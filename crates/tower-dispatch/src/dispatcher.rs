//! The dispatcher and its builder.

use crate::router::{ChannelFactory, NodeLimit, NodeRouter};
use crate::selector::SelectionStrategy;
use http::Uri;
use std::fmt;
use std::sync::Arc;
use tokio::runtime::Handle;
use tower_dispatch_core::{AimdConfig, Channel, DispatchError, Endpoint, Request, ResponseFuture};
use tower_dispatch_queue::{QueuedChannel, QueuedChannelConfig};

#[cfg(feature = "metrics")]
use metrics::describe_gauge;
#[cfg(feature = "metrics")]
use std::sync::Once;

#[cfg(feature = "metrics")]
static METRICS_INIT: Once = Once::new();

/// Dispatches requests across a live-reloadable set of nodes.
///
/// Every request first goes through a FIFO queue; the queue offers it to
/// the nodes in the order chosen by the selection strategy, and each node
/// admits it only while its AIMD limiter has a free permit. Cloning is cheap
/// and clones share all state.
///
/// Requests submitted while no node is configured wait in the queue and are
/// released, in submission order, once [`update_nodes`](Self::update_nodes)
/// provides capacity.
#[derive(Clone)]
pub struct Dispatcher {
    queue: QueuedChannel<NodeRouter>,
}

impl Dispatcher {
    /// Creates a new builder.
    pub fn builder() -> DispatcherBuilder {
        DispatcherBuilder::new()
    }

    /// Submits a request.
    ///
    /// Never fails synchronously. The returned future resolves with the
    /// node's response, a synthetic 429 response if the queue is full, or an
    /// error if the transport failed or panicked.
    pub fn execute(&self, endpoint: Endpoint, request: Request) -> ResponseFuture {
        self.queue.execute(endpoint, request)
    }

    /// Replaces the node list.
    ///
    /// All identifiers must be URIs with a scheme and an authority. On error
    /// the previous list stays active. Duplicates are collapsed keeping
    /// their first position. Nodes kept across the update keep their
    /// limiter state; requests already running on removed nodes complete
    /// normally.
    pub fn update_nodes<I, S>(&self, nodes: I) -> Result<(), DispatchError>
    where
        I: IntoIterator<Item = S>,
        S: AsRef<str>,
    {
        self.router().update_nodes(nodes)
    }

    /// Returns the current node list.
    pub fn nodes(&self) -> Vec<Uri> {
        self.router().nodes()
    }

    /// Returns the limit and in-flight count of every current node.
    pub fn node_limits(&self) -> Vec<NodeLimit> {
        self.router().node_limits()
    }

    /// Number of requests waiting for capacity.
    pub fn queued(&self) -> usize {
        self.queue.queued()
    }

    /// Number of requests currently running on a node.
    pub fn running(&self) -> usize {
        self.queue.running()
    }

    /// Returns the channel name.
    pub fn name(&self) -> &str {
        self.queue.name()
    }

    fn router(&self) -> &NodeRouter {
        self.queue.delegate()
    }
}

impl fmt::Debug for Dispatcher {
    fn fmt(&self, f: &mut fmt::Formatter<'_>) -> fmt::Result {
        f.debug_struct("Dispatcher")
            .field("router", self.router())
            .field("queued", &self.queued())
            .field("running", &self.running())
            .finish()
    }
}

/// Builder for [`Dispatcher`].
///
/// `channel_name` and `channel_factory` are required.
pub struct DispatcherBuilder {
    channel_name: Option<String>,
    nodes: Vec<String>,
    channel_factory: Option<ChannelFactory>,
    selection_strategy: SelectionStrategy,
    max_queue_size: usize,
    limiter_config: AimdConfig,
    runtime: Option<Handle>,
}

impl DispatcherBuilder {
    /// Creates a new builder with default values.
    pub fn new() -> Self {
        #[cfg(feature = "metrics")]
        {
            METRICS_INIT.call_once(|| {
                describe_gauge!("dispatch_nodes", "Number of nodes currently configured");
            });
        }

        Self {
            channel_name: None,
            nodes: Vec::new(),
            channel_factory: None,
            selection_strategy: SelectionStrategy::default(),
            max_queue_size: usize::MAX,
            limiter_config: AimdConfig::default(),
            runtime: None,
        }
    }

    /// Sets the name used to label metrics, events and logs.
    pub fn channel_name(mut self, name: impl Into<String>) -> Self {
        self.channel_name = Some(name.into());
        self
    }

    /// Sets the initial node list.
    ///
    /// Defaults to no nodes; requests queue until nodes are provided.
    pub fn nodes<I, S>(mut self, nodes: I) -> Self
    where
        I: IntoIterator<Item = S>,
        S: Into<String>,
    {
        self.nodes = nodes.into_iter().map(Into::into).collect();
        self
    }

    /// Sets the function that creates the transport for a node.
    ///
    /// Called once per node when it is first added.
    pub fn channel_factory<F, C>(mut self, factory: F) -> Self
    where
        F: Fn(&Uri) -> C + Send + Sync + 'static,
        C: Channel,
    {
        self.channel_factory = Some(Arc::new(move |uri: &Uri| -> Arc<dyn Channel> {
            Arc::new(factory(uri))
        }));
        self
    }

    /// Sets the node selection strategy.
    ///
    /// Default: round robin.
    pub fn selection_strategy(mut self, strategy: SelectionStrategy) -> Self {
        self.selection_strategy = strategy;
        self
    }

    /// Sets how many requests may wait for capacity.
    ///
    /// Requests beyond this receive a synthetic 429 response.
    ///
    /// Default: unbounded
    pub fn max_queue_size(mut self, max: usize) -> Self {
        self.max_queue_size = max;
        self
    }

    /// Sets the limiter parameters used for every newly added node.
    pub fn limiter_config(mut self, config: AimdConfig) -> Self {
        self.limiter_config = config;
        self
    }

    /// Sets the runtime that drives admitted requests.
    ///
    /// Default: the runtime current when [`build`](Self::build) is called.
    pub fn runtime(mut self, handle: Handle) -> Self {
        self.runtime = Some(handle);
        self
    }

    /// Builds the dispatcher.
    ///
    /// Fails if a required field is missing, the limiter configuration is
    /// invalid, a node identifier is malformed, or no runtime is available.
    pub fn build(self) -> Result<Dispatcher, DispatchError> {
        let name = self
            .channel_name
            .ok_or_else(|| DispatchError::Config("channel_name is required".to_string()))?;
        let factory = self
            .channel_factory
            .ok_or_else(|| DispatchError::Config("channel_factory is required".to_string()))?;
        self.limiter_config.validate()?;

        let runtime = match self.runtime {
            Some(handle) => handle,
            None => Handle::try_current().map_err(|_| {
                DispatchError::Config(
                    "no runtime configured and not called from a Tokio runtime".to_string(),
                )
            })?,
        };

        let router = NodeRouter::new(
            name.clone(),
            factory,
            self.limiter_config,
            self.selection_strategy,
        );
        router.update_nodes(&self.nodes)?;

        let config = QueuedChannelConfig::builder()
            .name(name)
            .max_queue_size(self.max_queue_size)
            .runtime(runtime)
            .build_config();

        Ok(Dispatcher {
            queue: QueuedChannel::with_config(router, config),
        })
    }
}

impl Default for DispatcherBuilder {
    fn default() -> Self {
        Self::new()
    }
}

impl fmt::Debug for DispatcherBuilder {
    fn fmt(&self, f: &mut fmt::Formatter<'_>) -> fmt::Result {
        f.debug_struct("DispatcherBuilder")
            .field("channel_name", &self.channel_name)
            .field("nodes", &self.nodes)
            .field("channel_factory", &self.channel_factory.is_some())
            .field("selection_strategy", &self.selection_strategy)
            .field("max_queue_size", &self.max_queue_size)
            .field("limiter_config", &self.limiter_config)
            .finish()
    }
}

---

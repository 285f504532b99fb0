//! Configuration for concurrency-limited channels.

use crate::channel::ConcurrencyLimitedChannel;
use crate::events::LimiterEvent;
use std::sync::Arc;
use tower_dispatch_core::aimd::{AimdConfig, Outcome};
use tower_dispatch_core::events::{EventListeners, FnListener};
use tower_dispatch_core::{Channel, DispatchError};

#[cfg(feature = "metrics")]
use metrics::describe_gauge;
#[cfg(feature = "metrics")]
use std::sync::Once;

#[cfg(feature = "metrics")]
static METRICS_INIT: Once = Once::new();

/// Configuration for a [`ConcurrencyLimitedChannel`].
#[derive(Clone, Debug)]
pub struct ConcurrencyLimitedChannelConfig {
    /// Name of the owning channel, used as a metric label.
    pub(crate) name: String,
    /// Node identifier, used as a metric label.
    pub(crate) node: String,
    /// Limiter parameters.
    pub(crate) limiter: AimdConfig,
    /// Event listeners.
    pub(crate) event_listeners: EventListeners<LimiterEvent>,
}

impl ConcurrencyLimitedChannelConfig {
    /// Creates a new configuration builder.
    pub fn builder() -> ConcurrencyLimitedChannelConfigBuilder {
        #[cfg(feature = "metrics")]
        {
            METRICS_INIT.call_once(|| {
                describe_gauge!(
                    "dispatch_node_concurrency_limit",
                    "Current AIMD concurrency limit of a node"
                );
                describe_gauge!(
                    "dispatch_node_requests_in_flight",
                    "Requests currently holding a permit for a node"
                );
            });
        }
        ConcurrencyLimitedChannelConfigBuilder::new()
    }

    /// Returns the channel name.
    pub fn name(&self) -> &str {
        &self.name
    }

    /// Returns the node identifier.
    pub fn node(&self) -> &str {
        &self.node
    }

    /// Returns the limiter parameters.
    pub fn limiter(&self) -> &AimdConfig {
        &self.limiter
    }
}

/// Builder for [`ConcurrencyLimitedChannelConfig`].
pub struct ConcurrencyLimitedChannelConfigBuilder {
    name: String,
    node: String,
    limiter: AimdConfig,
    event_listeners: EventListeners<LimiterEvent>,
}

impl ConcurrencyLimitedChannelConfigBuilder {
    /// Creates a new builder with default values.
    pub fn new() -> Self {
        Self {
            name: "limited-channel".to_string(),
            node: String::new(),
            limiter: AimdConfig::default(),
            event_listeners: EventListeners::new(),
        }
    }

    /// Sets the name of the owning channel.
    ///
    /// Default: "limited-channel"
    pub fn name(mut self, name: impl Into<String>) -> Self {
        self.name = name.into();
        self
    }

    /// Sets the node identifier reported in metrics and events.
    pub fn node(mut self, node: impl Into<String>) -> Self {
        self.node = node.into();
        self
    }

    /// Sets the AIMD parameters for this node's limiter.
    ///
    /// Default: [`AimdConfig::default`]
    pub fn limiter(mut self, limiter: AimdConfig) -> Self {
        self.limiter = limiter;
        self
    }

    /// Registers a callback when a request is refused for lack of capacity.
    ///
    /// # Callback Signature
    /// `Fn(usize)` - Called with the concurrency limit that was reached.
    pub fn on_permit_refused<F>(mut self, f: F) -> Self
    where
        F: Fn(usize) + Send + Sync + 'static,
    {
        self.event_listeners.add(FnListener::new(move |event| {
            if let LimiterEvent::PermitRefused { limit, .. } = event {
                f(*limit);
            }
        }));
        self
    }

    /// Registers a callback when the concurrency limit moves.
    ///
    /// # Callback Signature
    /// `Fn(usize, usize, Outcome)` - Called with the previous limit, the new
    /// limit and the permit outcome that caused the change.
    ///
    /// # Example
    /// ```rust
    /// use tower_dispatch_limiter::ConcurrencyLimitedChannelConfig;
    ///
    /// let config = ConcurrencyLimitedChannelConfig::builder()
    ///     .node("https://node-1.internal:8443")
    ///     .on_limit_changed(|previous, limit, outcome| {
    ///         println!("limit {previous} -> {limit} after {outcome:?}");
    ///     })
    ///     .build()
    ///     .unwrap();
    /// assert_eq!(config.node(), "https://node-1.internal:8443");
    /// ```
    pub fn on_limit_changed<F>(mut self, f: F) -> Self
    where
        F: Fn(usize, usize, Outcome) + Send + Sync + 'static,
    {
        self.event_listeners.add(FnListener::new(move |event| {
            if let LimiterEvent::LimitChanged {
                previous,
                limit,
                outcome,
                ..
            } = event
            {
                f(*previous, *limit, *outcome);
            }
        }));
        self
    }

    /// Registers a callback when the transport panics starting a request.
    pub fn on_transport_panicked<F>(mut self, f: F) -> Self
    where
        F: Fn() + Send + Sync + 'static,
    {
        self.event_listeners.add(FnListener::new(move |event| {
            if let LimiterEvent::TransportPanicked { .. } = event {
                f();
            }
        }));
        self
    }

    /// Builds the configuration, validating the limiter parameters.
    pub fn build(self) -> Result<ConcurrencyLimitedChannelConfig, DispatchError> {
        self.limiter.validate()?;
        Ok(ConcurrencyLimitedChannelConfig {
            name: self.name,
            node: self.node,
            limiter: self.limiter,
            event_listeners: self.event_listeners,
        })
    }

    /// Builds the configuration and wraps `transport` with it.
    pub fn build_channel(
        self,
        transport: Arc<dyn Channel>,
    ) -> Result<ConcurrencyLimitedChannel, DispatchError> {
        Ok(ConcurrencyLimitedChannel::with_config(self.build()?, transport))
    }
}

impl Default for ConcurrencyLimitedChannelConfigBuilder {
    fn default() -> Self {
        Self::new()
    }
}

---

* Instructions for the task
Reproduce exactly the lines above from the line with "released, in submission" to the line with "pub struct DispatcherBuilder", including both, and add nothing.

* Exercise answer
/// released, in submission order, once [`update_nodes`](Self::update_nodes)
/// provides capacity.
#[derive(Clone)]
pub struct Dispatcher {
    queue: QueuedChannel<NodeRouter>,
}

impl Dispatcher {
    /// Creates a new builder.
    pub fn builder() -> DispatcherBuilder {
        DispatcherBuilder::new()
    }

    /// Submits a request.
    ///
    /// Never fails synchronously. The returned future resolves with the
    /// node's response, a synthetic 429 response if the queue is full, or an
    /// error if the transport failed or panicked.
    pub fn execute(&self, endpoint: Endpoint, request: Request) -> ResponseFuture {
        self.queue.execute(endpoint, request)
    }

    /// Replaces the node list.
    ///
    /// All identifiers must be URIs with a scheme and an authority. On error
    /// the previous list stays active. Duplicates are collapsed keeping
    /// their first position. Nodes kept across the update keep their
    /// limiter state; requests already running on removed nodes complete
    /// normally.
    pub fn update_nodes<I, S>(&self, nodes: I) -> Result<(), DispatchError>
    where
        I: IntoIterator<Item = S>,
        S: AsRef<str>,
    {
        self.router().update_nodes(nodes)
    }

    /// Returns the current node list.
    pub fn nodes(&self) -> Vec<Uri> {
        self.router().nodes()
    }

    /// Returns the limit and in-flight count of every current node.
    pub fn node_limits(&self) -> Vec<NodeLimit> {
        self.router().node_limits()
    }

    /// Number of requests waiting for capacity.
    pub fn queued(&self) -> usize {
        self.queue.queued()
    }

    /// Number of requests currently running on a node.
    pub fn running(&self) -> usize {
        self.queue.running()
    }

    /// Returns the channel name.
    pub fn name(&self) -> &str {
        self.queue.name()
    }

    fn router(&self) -> &NodeRouter {
        self.queue.delegate()
    }
}

impl fmt::Debug for Dispatcher {
    fn fmt(&self, f: &mut fmt::Formatter<'_>) -> fmt::Result {
        f.debug_struct("Dispatcher")
            .field("router", self.router())
            .field("queued", &self.queued())
            .field("running", &self.running())
            .finish()
    }
}

/// Builder for [`Dispatcher`].
///
/// `channel_name` and `channel_factory` are required.
pub struct DispatcherBuilder {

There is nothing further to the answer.